───── DATA EXTRACT ─────
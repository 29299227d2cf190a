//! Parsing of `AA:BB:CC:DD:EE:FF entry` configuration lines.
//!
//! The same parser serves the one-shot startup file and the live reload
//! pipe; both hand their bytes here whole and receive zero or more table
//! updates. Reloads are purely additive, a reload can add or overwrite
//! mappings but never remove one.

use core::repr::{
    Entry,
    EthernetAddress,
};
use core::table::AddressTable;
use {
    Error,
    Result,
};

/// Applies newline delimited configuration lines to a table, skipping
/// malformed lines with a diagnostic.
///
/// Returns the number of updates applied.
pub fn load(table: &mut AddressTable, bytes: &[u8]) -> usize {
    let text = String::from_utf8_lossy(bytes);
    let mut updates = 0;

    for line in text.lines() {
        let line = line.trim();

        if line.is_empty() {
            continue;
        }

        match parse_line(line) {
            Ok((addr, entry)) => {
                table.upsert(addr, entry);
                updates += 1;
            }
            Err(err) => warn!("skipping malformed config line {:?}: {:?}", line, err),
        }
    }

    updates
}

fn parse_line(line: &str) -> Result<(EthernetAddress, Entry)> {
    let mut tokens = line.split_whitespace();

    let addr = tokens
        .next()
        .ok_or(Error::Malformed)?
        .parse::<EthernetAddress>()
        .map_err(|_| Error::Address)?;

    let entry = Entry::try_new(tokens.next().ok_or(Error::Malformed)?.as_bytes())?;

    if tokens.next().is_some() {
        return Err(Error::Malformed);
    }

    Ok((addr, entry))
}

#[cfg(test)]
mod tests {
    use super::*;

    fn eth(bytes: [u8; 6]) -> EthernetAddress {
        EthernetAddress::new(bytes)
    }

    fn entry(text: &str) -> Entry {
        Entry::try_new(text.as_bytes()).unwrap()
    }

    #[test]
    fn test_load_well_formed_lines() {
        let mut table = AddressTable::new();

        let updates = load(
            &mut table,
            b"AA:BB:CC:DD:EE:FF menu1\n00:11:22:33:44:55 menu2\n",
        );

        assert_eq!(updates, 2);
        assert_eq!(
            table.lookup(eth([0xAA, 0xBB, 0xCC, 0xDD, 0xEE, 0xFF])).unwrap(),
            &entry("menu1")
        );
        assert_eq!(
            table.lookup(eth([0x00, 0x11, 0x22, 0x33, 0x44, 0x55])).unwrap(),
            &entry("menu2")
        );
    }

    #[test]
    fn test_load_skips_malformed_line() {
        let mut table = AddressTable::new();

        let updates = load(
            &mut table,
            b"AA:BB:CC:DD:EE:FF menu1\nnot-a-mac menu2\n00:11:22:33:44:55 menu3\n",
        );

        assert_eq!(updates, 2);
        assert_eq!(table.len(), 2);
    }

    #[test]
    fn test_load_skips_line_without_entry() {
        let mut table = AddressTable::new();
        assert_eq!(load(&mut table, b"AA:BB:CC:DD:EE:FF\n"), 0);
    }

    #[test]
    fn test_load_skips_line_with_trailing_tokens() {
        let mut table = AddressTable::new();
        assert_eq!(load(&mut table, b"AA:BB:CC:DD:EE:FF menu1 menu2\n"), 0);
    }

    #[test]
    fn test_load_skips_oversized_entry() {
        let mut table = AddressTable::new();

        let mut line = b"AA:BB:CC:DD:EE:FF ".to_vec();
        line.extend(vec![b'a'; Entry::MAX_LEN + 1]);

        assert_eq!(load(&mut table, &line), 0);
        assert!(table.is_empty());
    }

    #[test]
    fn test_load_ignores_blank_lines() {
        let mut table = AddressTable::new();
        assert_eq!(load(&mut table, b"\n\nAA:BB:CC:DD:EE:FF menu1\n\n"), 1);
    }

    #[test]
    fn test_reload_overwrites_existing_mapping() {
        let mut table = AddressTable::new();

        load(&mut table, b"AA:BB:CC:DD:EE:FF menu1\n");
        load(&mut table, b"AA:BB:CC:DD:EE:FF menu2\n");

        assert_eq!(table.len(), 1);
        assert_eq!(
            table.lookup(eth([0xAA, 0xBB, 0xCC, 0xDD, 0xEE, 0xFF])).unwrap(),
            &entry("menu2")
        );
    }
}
─────
= ASSIGNMENT =
Retype the entries exactly from the first line, stopping after the line with "let addr = tokens".

= OUTPUT =
repository 29299227d2cf190a
//! Parsing of `AA:BB:CC:DD:EE:FF entry` configuration lines.
//!
//! The same parser serves the one-shot startup file and the live reload
//! pipe; both hand their bytes here whole and receive zero or more table
//! updates. Reloads are purely additive, a reload can add or overwrite
//! mappings but never remove one.

use core::repr::{
    Entry,
    EthernetAddress,
};
use core::table::AddressTable;
use {
    Error,
    Result,
};

/// Applies newline delimited configuration lines to a table, skipping
/// malformed lines with a diagnostic.
///
/// Returns the number of updates applied.
pub fn load(table: &mut AddressTable, bytes: &[u8]) -> usize {
    let text = String::from_utf8_lossy(bytes);
    let mut updates = 0;

    for line in text.lines() {
        let line = line.trim();

        if line.is_empty() {
            continue;
        }

        match parse_line(line) {
            Ok((addr, entry)) => {
                table.upsert(addr, entry);
                updates += 1;
            }
            Err(err) => warn!("skipping malformed config line {:?}: {:?}", line, err),
        }
    }

    updates
}

fn parse_line(line: &str) -> Result<(EthernetAddress, Entry)> {
    let mut tokens = line.split_whitespace();

    let addr = tokens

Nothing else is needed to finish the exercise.